//! Device implementations

pub mod mindwave;
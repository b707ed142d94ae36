//! Reader thread for the MindWave driver
//!
//! This module contains the poll loop that pulls frames off the dongle and
//! folds them into the shared sensor snapshot.

use super::events::{DriverEvent, EventSink};
use super::handshake::reset_dongle;
use super::payload::{apply_records, parse_payload};
use super::protocol::PacketReader;
use super::state::{AtomicConnectionState, ConnectionState, LinkCounters};
use crate::core::types::SensorState;
use crate::error::Error;
use crate::transport::Transport;
use parking_lot::Mutex;
use std::sync::atomic::{AtomicBool, Ordering};
use std::sync::Arc;
use std::thread;
use std::time::Duration;

/// Pause after a failed read before trying again
const READ_ERROR_BACKOFF: Duration = Duration::from_millis(10);

/// Log every Nth consecutive read failure after the first
const READ_ERROR_LOG_EVERY: u32 = 100;

/// Everything the reader thread shares with the driver
pub(super) struct ReaderContext {
    pub reader: PacketReader,
    pub sensors: Arc<Mutex<SensorState>>,
    pub connection: Arc<AtomicConnectionState>,
    pub shutdown: Arc<AtomicBool>,
    pub counters: Arc<LinkCounters>,
    pub events: EventSink,
    /// Settle time used when the loop resets the dongle itself
    pub settle: Duration,
}

/// Reader loop - reads frames and updates the snapshot until stopped
///
/// # Frame Handling
///
/// - **Data frames**: parsed outside the lock, then applied under one lock
///   acquisition so readers never see half a frame
/// - **Standby keep-alive (0xD4)**: counted, nothing applied
/// - **Disconnect notice (0xD2)**: resets the dongle, closes the stream and
///   flips the connection to `Disconnected`
/// - **Bad checksum / zero length / truncated payload**: counted and skipped
/// - **I/O failure**: reported as [`DriverEvent::ReadFailed`], loop continues
///
/// The packet reader carries the stop flag and checks it before every stream
/// read, so stopping takes at most one stream read timeout.
///
/// Returns the stream when stopped on request, `None` when the loop closed it.
pub(super) fn reader_loop(
    mut port: Box<dyn Transport>,
    ctx: ReaderContext,
) -> Option<Box<dyn Transport>> {
    let mut consecutive_failures: u32 = 0;

    while !ctx.shutdown.load(Ordering::Acquire) {
        let payload = match ctx.reader.read_frame(&mut *port) {
            Ok(payload) => {
                consecutive_failures = 0;
                payload
            }
            Err(Error::ChecksumMismatch { .. }) => {
                ctx.counters.checksum_error();
                continue;
            }
            Err(Error::ZeroLength) => {
                ctx.counters.zero_length();
                continue;
            }
            Err(Error::Cancelled) => break,
            Err(e) => {
                consecutive_failures += 1;
                ctx.counters.io_error();
                if consecutive_failures == 1 || consecutive_failures % READ_ERROR_LOG_EVERY == 0 {
                    log::warn!("Read failed ({} in a row): {}", consecutive_failures, e);
                }
                ctx.events.emit(DriverEvent::ReadFailed {
                    error: e.to_string(),
                    consecutive: consecutive_failures,
                });
                thread::sleep(READ_ERROR_BACKOFF);
                continue;
            }
        };

        ctx.counters.frame();

        let records = match parse_payload(&payload) {
            Ok(records) => records,
            Err(Error::HeadsetDisconnected) => {
                log::warn!("Dongle reports headset disconnected, stopping reader");
                ctx.events.emit(DriverEvent::HeadsetDisconnected);
                if let Err(e) = reset_dongle(&mut *port, ctx.settle) {
                    log::warn!("Failed to reset dongle: {}", e);
                }
                drop(port);
                log::info!("Reader thread exiting");
                // Stopped goes out first so anyone watching the state
                // already has it queued
                ctx.events.emit(DriverEvent::Stopped);
                // Only a live connection is torn down here; a concurrent
                // disconnect may already have moved the state on
                let _ = ctx
                    .connection
                    .transition(ConnectionState::Connected, ConnectionState::Disconnected);
                return None;
            }
            Err(e) => {
                ctx.counters.truncated();
                log::debug!("Discarding payload {:02X?}: {}", payload, e);
                continue;
            }
        };

        let rest = {
            let mut sensors = ctx.sensors.lock();
            apply_records(records, &mut sensors)
        };

        for record in rest {
            ctx.events.emit(DriverEvent::Record(record));
        }
    }

    log::info!("Reader thread exiting");
    ctx.events.emit(DriverEvent::Stopped);
    Some(port)
}

#[cfg(test)]
mod tests {
    use super::*;
    use crate::devices::mindwave::events::create_event_channel;
    use crate::devices::mindwave::payload::Record;
    use crate::devices::mindwave::protocol::encode_frame;
    use crate::transport::MockTransport;
    use crossbeam_channel::Receiver;

    struct Harness {
        mock: MockTransport,
        sensors: Arc<Mutex<SensorState>>,
        connection: Arc<AtomicConnectionState>,
        shutdown: Arc<AtomicBool>,
        counters: Arc<LinkCounters>,
        events: Receiver<DriverEvent>,
        thread: thread::JoinHandle<Option<Box<dyn Transport>>>,
    }

    fn spawn_reader() -> Harness {
        spawn_reader_with(5)
    }

    fn spawn_reader_with(max_attempts: u32) -> Harness {
        let mock = MockTransport::new();
        let sensors = Arc::new(Mutex::new(SensorState::default()));
        let connection = Arc::new(AtomicConnectionState::new(ConnectionState::Connected));
        let shutdown = Arc::new(AtomicBool::new(false));
        let counters = Arc::new(LinkCounters::default());
        let (tx, events) = create_event_channel(64);

        let ctx = ReaderContext {
            reader: PacketReader::new(max_attempts, Duration::from_millis(1))
                .with_stop(Arc::clone(&shutdown)),
            sensors: Arc::clone(&sensors),
            connection: Arc::clone(&connection),
            shutdown: Arc::clone(&shutdown),
            counters: Arc::clone(&counters),
            events: EventSink::new(tx, Arc::clone(&counters)),
            settle: Duration::ZERO,
        };
        let port: Box<dyn Transport> = Box::new(mock.clone());
        let thread = thread::spawn(move || reader_loop(port, ctx));

        Harness {
            mock,
            sensors,
            connection,
            shutdown,
            counters,
            events,
            thread,
        }
    }

    /// Next event other than a read failure (idle reads time out)
    fn next_event(events: &Receiver<DriverEvent>) -> DriverEvent {
        loop {
            match events.recv_timeout(Duration::from_secs(5)).unwrap() {
                DriverEvent::ReadFailed { .. } => continue,
                event => return event,
            }
        }
    }

    fn wait_until(mut cond: impl FnMut() -> bool) {
        let deadline = std::time::Instant::now() + Duration::from_secs(5);
        while !cond() {
            assert!(std::time::Instant::now() < deadline, "condition not met in time");
            thread::sleep(Duration::from_millis(2));
        }
    }

    #[test]
    fn test_frames_update_snapshot() {
        let h = spawn_reader();
        h.mock.inject_read(&encode_frame(&[0x02, 0x1A, 0x04, 0x3C]));
        h.mock.inject_read(&encode_frame(&[0x80, 0x02, 0xFF, 0x38]));

        wait_until(|| h.sensors.lock().frames == 2);
        let snapshot = *h.sensors.lock();
        assert_eq!(snapshot.poor_signal_quality, 0x1A);
        assert_eq!(snapshot.attention, 60);
        assert_eq!(snapshot.raw_wave, -200);

        h.shutdown.store(true, Ordering::Release);
        let port = h.thread.join().unwrap();
        assert!(port.is_some());
        assert_eq!(h.connection.load(), ConnectionState::Connected);
    }

    #[test]
    fn test_bad_frames_counted_and_skipped() {
        let h = spawn_reader();
        let mut bad = encode_frame(&[0x04, 0x10]);
        *bad.last_mut().unwrap() ^= 0x55;
        h.mock.inject_read(&bad);
        h.mock.inject_read(&[0xAA, 0xAA, 0x00]);
        h.mock.inject_read(&encode_frame(&[0x80, 0x02, 0x01]));
        h.mock.inject_read(&encode_frame(&[0x05, 0x21]));

        wait_until(|| h.sensors.lock().meditation == 0x21);
        let stats = h.counters.snapshot();
        assert_eq!(stats.checksum_errors, 1);
        assert_eq!(stats.zero_length_frames, 1);
        assert_eq!(stats.truncated_payloads, 1);
        assert_eq!(h.sensors.lock().attention, 0);

        h.shutdown.store(true, Ordering::Release);
        h.thread.join().unwrap();
    }

    #[test]
    fn test_unapplied_records_become_events() {
        let h = spawn_reader();
        h.mock
            .inject_read(&encode_frame(&[0x55, 0x01, 0x07, 0x03, 0x48]));

        let first = next_event(&h.events);
        let second = next_event(&h.events);
        assert_eq!(
            first,
            DriverEvent::Record(Record::Extended {
                level: 1,
                code: 0x01,
                data: vec![0x07]
            })
        );
        assert_eq!(second, DriverEvent::Record(Record::HeartRate(0x48)));

        h.shutdown.store(true, Ordering::Release);
        h.thread.join().unwrap();
    }

    #[test]
    fn test_disconnect_notice_stops_loop() {
        let h = spawn_reader();
        h.mock.inject_read(&encode_frame(&[0x04, 0x30]));
        h.mock.inject_read(&encode_frame(&[0xD2, 0x02, 0xF6, 0x4F]));

        let port = h.thread.join().unwrap();
        assert!(port.is_none());
        assert_eq!(h.connection.load(), ConnectionState::Disconnected);
        assert_eq!(h.sensors.lock().attention, 0x30);
        assert_eq!(h.mock.get_written(), vec![0xC1]);

        let events: Vec<DriverEvent> = h
            .events
            .try_iter()
            .filter(|e| !matches!(e, DriverEvent::ReadFailed { .. }))
            .collect();
        assert_eq!(
            events,
            vec![DriverEvent::HeadsetDisconnected, DriverEvent::Stopped]
        );
    }

    #[test]
    fn test_read_failures_reported_not_fatal() {
        let h = spawn_reader();
        h.mock.set_read_error(Some(std::io::ErrorKind::BrokenPipe));

        wait_until(|| h.counters.snapshot().io_errors >= 3);
        h.mock.set_read_error(None);
        h.mock.inject_read(&encode_frame(&[0x04, 0x11]));
        wait_until(|| h.sensors.lock().attention == 0x11);

        let failures: Vec<u32> = h
            .events
            .try_iter()
            .filter_map(|e| match e {
                DriverEvent::ReadFailed { consecutive, .. } => Some(consecutive),
                _ => None,
            })
            .collect();
        assert!(failures.len() >= 3);
        assert_eq!(&failures[..3], &[1, 2, 3]);
        assert_eq!(h.connection.load(), ConnectionState::Connected);

        h.shutdown.store(true, Ordering::Release);
        h.thread.join().unwrap();
    }

    #[test]
    fn test_stop_interrupts_quiet_link() {
        // Without the stop flag this read would retry for minutes
        let h = spawn_reader_with(u32::MAX);
        thread::sleep(Duration::from_millis(20));

        let started = std::time::Instant::now();
        h.shutdown.store(true, Ordering::Release);
        let port = h.thread.join().unwrap();

        assert!(started.elapsed() < Duration::from_secs(1));
        assert!(port.is_some());
        assert_eq!(h.counters.snapshot().io_errors, 0);
        assert_eq!(h.events.try_iter().last(), Some(DriverEvent::Stopped));
    }
}
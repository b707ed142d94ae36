//! mindwave-io - MindWave headset monitor
//!
//! Connects to the dongle named in the config file, logs the sensor snapshot
//! at a fixed interval and any driver events in between. Ctrl-C disconnects
//! cleanly (the dongle is reset before the port closes).

use mindwave_io::{Config, DriverEvent, Error, MindWave, Result};
use std::env;
use std::sync::atomic::{AtomicBool, Ordering};
use std::sync::Arc;
use std::thread;
use std::time::{Duration, Instant};

/// Main loop tick; bounds how long Ctrl-C takes to be noticed
const TICK: Duration = Duration::from_millis(50);

/// Parse config path from command line arguments.
///
/// Supports:
/// - `mindwave-io <path>` (positional)
/// - `mindwave-io --config <path>` (flag-based)
/// - `mindwave-io -c <path>` (short flag)
///
/// Defaults to `/etc/mindwave.toml` if not specified.
fn parse_config_path(args: &[String]) -> String {
    // Look for --config or -c flag
    for i in 1..args.len() {
        if (args[i] == "--config" || args[i] == "-c") && i + 1 < args.len() {
            return args[i + 1].clone();
        }
    }

    // Fall back to first positional argument (if it doesn't start with -)
    if args.len() > 1 && !args[1].starts_with('-') {
        return args[1].clone();
    }

    "/etc/mindwave.toml".to_string()
}

fn log_event(event: &DriverEvent) {
    match event {
        DriverEvent::Record(record) => log::debug!("Record: {:?}", record),
        DriverEvent::ReadFailed { error, consecutive } => {
            if *consecutive == 1 {
                log::warn!("Read failed: {}", error);
            }
        }
        DriverEvent::HeadsetDisconnected => log::warn!("Headset disconnected"),
        DriverEvent::Stopped => log::info!("Reader stopped"),
    }
}

fn main() -> Result<()> {
    let args: Vec<String> = env::args().collect();
    let config_path = parse_config_path(&args);
    let config = Config::load(&config_path)?;

    // RUST_LOG overrides the configured level
    env_logger::Builder::from_env(
        env_logger::Env::default().default_filter_or(config.logging.level.as_str()),
    )
    .init();

    log::info!("mindwave-io v{} starting...", env!("CARGO_PKG_VERSION"));
    log::info!("Using config: {}", config_path);

    let running = Arc::new(AtomicBool::new(true));
    let r = Arc::clone(&running);
    ctrlc::set_handler(move || {
        log::info!("Received shutdown signal");
        r.store(false, Ordering::Relaxed);
    })
    .map_err(|e| Error::Other(format!("Error setting Ctrl-C handler: {}", e)))?;

    let driver = MindWave::new(config.device.clone());
    driver.connect()?;
    let events = driver.events();

    let report_interval = Duration::from_millis(config.monitor.report_interval_ms.max(1));
    let mut next_report = Instant::now() + report_interval;

    log::info!("Monitoring headset {}. Press Ctrl-C to stop.", driver.global_headset_id());

    while running.load(Ordering::Relaxed) && driver.is_connected() {
        for event in events.try_iter() {
            log_event(&event);
        }

        if Instant::now() >= next_report {
            let snapshot = driver.snapshot();
            if snapshot.has_contact() {
                log::info!("{}", snapshot);
            } else {
                log::info!("No contact (signal {})", snapshot.poor_signal_quality);
            }
            next_report += report_interval;
        }

        thread::sleep(TICK);
    }

    log::info!("Shutting down...");
    driver.disconnect()?;
    for event in events.try_iter() {
        log_event(&event);
    }

    let stats = driver.stats();
    log::info!(
        "Frames: {}, checksum errors: {}, I/O errors: {}, events dropped: {}",
        stats.frames,
        stats.checksum_errors,
        stats.io_errors,
        stats.events_dropped
    );
    log::info!("mindwave-io stopped");
    Ok(())
}
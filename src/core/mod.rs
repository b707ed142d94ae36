//! Core data types shared by the protocol engine and its callers.
//!
//! - [`types::SensorState`]: The snapshot returned by the driver
//! - [`types::SensorValue`]: Typed values for name-based lookup

pub mod types;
....
TASK TO COMPLETE: Repeat, exactly and only, the lines from the beginning of the material through the line that contains "use crate::core::types::SensorState;".

SOLUTION TO THIS EXERCISE:
//! Device implementations

pub mod mindwave;
repository b707ed142d94ae36
//! Reader thread for the MindWave driver
//!
//! This module contains the poll loop that pulls frames off the dongle and
//! folds them into the shared sensor snapshot.

use super::events::{DriverEvent, EventSink};
use super::handshake::reset_dongle;
use super::payload::{apply_records, parse_payload};
use super::protocol::PacketReader;
use super::state::{AtomicConnectionState, ConnectionState, LinkCounters};
use crate::core::types::SensorState;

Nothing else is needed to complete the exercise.